-- REQUIREMENT --
Copy out the line containing "from TOML text." and each line after it, through the last one in the material, exactly as written.

-- RECORDED INFORMATION --

***

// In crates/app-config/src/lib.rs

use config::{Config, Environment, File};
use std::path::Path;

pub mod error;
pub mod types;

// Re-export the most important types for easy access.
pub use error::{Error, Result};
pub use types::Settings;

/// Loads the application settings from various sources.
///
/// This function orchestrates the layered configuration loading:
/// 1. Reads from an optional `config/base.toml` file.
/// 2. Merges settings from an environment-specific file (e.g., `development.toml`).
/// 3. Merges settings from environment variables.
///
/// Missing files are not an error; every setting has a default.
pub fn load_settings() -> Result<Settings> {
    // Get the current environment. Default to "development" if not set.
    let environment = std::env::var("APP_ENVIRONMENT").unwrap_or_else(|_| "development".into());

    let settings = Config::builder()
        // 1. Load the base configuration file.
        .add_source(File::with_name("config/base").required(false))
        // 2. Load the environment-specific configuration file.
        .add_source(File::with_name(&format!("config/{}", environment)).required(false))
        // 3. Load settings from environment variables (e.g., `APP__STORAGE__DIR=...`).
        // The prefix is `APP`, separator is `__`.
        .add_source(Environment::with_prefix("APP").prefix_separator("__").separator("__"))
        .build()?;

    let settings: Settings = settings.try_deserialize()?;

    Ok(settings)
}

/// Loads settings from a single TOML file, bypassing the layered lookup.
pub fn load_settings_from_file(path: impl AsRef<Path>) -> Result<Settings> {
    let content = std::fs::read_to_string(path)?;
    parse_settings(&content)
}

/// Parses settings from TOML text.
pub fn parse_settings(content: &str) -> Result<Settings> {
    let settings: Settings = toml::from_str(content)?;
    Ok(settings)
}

***

-- SOLUTION BELOW --
/// Parses settings from TOML text.
pub fn parse_settings(content: &str) -> Result<Settings> {
    let settings: Settings = toml::from_str(content)?;
    Ok(settings)
}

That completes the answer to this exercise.